The insides of my static site generator

Last sunday I wrote that I’m now using a hacky ~200 LOC Python script to generate this blog. The ~200 LOC became a challenge to myself immediately and I started refactoring the code while adding additional features, adding a licensing comment at the top and further reducing the lines of code in there.

I don’t intend to stop working on it, but I’m really happy with the result as it is currently. The script is less than 190 lines long and supports:

Generating individual HTML files for the front page, the category pages and posts
Generating robots.txt and sitemap.xml
Generating Atom feeds for all posts and posts of each category
Minifying HTML and CSS using minify-html and rcssmin; the CSS is outputted as a single file and includes the content hash in the filename for better cacheability
Keeping the link structure of the old Django-based website

I used Django’s feedgenerator.py module at first to generate the Atom feed; I have since switched to directly working with the ElementTree API. Yes, it’s probably less efficient since it has to keep the whole XML tree in memory but who cares when the largest file’s file size is under 100 KiB at the time of writing.

I’m using tox to generate the site locally; the local build includes published and draft posts. The production build uses GitHub actions and automatically deploys to GitHub pages, while only including published posts. There is no incremental build right now but rebuilding the whole site using tox (with an initialized virtualenv) takes less than one second, so that’s not really a pain point for me right now.

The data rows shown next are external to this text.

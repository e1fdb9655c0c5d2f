//! Configuration management
//!
//! User preferences read from a TOML config file.

use anyhow::Result;
use directories::ProjectDirs;
use serde::{Deserialize, Serialize};
use std::path::PathBuf;

use crate::style::StyleId;

/// Main configuration structure
#[derive(Debug, Clone, Default, Serialize, Deserialize)]
#[serde(default)]
pub struct Config {
    pub defaults: DraftDefaults,
    pub export: ExportPreferences,
    pub render: RenderPreferences,
    pub ui: UiPreferences,
}

impl Config {
    /// Load configuration from file
    pub fn load() -> Result<Self> {
        let path = Self::config_path()?;
        if path.exists() {
            let contents = std::fs::read_to_string(&path)?;
            let config: Config = toml::from_str(&contents)?;
            Ok(config)
        } else {
            Ok(Config::default())
        }
    }

    /// Get the configuration file path
    pub fn config_path() -> Result<PathBuf> {
        if let Some(proj_dirs) = project_dirs() {
            Ok(proj_dirs.config_dir().join("config.toml"))
        } else {
            // Fallback to current directory
            Ok(PathBuf::from("chatmock.toml"))
        }
    }

    /// Directory that receives the log file
    pub fn log_dir() -> PathBuf {
        project_dirs()
            .map(|dirs| dirs.data_local_dir().join("logs"))
            .unwrap_or_else(|| PathBuf::from("."))
    }
}

fn project_dirs() -> Option<ProjectDirs> {
    ProjectDirs::from("com", "chatmock", "chatmock")
}

/// Initial values for a fresh draft
#[derive(Debug, Clone, Default, Serialize, Deserialize)]
#[serde(default)]
pub struct DraftDefaults {
    pub style: StyleId,
    pub sender_name: String,
    pub body_text: String,
    pub timestamp: String,
    pub read: bool,
}

/// Export preferences
#[derive(Debug, Clone, Serialize, Deserialize)]
#[serde(default)]
pub struct ExportPreferences {
    /// Where exported PNGs are saved; the working directory when unset
    pub output_dir: Option<PathBuf>,
    /// Put the exported image on the clipboard as well
    pub copy_to_clipboard: bool,
}

impl Default for ExportPreferences {
    fn default() -> Self {
        Self {
            output_dir: None,
            copy_to_clipboard: false,
        }
    }
}

impl ExportPreferences {
    pub fn resolved_output_dir(&self) -> PathBuf {
        self.output_dir.clone().unwrap_or_else(|| PathBuf::from("."))
    }
}

/// Rasterizer preferences
#[derive(Debug, Clone, Default, Serialize, Deserialize)]
#[serde(default)]
pub struct RenderPreferences {
    /// TrueType/OpenType font used for exported text
    pub font_path: Option<PathBuf>,
}

/// UI preferences
#[derive(Debug, Clone, Serialize, Deserialize)]
#[serde(default)]
pub struct UiPreferences {
    pub show_help_on_start: bool,
}

impl Default for UiPreferences {
    fn default() -> Self {
        Self {
            show_help_on_start: false,
        }
    }
}

#[cfg(test)]
mod tests {
    use super::*;

    #[test]
    fn test_default_config() {
        let config = Config::default();
        assert_eq!(config.defaults.style, StyleId::TgAndroid);
        assert!(!config.defaults.read);
        assert!(config.export.output_dir.is_none());
        assert_eq!(config.export.resolved_output_dir(), PathBuf::from("."));
    }

    #[test]
    fn test_config_serialization() {
        let mut config = Config::default();
        config.defaults.style = StyleId::Vk;
        config.defaults.body_text = "Hi\nthere".to_string();
        let toml_str = toml::to_string_pretty(&config).unwrap();
        let parsed: Config = toml::from_str(&toml_str).unwrap();
        assert_eq!(parsed.defaults.style, StyleId::Vk);
        assert_eq!(parsed.defaults.body_text, "Hi\nthere");
    }

    #[test]
    fn test_partial_config_uses_defaults() {
        let parsed: Config = toml::from_str("[defaults]\nstyle = \"tg-ios\"\n").unwrap();
        assert_eq!(parsed.defaults.style, StyleId::TgIos);
        assert!(!parsed.ui.show_help_on_start);
        assert!(parsed.render.font_path.is_none());
    }
}
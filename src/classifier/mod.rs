//! Firmware line classifiers, one per protocol generation.
//!
//! Each classifier turns a received line into zero or more [`MmuDelta`]s.
//! Marker-driven classifiers are expressed as ordered [`MarkerRule`] tables
//! where the first matching rule decides the outcome.

pub mod legacy;
pub mod structured;
pub mod terse;

use mmu_shared::{MmuDelta, MmuState, PrinterProfile};

pub use legacy::LegacyClassifier;
pub use structured::{MmuResponse, ProtocolError, StructuredClassifier};
pub use terse::TerseClassifier;

/// Result of offering one line to a classifier.
#[derive(Debug, Clone, PartialEq, Eq)]
pub enum Classification {
    /// Not a line this classifier understands.
    Unmatched,
    /// Recognized, but nothing changes (duplicate, suppressed, not actionable).
    Ignored,
    /// Deltas to merge, in order.
    Update(Vec<MmuDelta>),
}

impl Classification {
    pub fn update(delta: MmuDelta) -> Self {
        Classification::Update(vec![delta])
    }

    pub fn deltas(self) -> Vec<MmuDelta> {
        match self {
            Classification::Update(deltas) => deltas,
            _ => Vec::new(),
        }
    }

    pub fn is_unmatched(&self) -> bool {
        matches!(self, Classification::Unmatched)
    }
}

pub trait LineClassifier: Send + Sync {
    fn name(&self) -> &'static str;
    fn classify(&self, mmu: &MmuState, line: &str) -> Classification;
}

/// How a rule recognizes its line.
#[derive(Clone, Copy)]
pub enum Marker {
    /// Any of the phrases occurs in the line.
    Contains(&'static [&'static str]),
    Pattern(fn(&str) -> bool),
}

impl Marker {
    fn matches(&self, line: &str) -> bool {
        match self {
            Marker::Contains(phrases) => phrases.iter().any(|p| line.contains(p)),
            Marker::Pattern(pattern) => pattern(line),
        }
    }
}

/// One entry of a classifier's priority table.
#[derive(Clone, Copy)]
pub struct MarkerRule {
    pub name: &'static str,
    pub marker: Marker,
    /// Extra precondition on the current state.
    pub when: fn(&MmuState) -> bool,
    pub apply: fn(&MmuState, &str) -> Classification,
}

impl MarkerRule {
    fn matches(&self, mmu: &MmuState, line: &str) -> bool {
        (self.when)(mmu) && self.marker.matches(line)
    }
}

pub(crate) fn always(_: &MmuState) -> bool {
    true
}

/// Applies the first rule in `rules` that matches.
pub(crate) fn first_match(rules: &[MarkerRule], mmu: &MmuState, line: &str) -> Classification {
    match rules.iter().find(|rule| rule.matches(mmu, line)) {
        Some(rule) => {
            tracing::debug!("Line matched rule '{}': {}", rule.name, line);
            (rule.apply)(mmu, line)
        }
        None => Classification::Unmatched,
    }
}

static MK3_CHAIN: [&dyn LineClassifier; 2] = [&StructuredClassifier, &LegacyClassifier];
static TERSE_CHAIN: [&dyn LineClassifier; 1] = [&TerseClassifier];

/// Classifiers for `profile`, tried in order until one recognizes a line.
///
/// MK3 firmware may speak either the structured MMU3 protocol or the
/// older plain-text one, so both are consulted.
pub fn classifiers_for(profile: PrinterProfile) -> &'static [&'static dyn LineClassifier] {
    if profile.is_legacy() { &MK3_CHAIN } else { &TERSE_CHAIN }
}

/// Runs `line` through the classifiers of `profile`.
pub fn classify_line(profile: PrinterProfile, mmu: &MmuState, line: &str) -> Vec<MmuDelta> {
    for classifier in classifiers_for(profile) {
        match classifier.classify(mmu, line) {
            Classification::Unmatched => continue,
            Classification::Ignored => {
                tracing::debug!("{} ignored line: {}", classifier.name(), line);
                return Vec::new();
            }
            Classification::Update(deltas) => return deltas,
        }
    }
    Vec::new()
}

#[cfg(test)]
mod tests {
    use super::*;
    use mmu_shared::MmuStatus;

    #[test]
    fn test_chain_selection() {
        let names: Vec<_> = classifiers_for(PrinterProfile::Mk3).iter().map(|c| c.name()).collect();
        assert_eq!(names, vec!["structured", "legacy"]);
        for profile in [PrinterProfile::Mk35, PrinterProfile::Mk39, PrinterProfile::Mk4, PrinterProfile::CoreOne] {
            let names: Vec<_> = classifiers_for(profile).iter().map(|c| c.name()).collect();
            assert_eq!(names, vec!["terse"]);
        }
    }

    #[test]
    fn test_mk3_chain_falls_back_to_legacy() {
        let mmu = MmuState::new();
        let deltas = classify_line(PrinterProfile::Mk3, &mmu, "echo:MMU => 'start'");
        assert_eq!(deltas.len(), 1);
        assert_eq!(deltas[0].state, Some(MmuStatus::Starting));
    }

    #[test]
    fn test_unknown_line_yields_nothing() {
        let mmu = MmuState::new();
        assert!(classify_line(PrinterProfile::Mk3, &mmu, "ok T:215.0 /215.0").is_empty());
        assert!(classify_line(PrinterProfile::Mk4, &mmu, "ok T:215.0 /215.0").is_empty());
    }
}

A difficulty was that I have used URLs ending in slashes in the past, not just for the browsable pages but also for the Atom feeds themselves. nginx only serves index.html in folders by default so I couldn’t just add a index.xml file in those folders. Luckily enough the internet is made of lots and lots of duct tape and saving the atom feed as .../feed/index.html actually works. It seems that RSS readers, aggregators and some libraries such as feedparser do not really need the correct HTTP headers.

I have licensed the script under the WTFPL, so if you’re interested you can do what you want with it, without any obligations. I would certainly enjoy hearing about it though!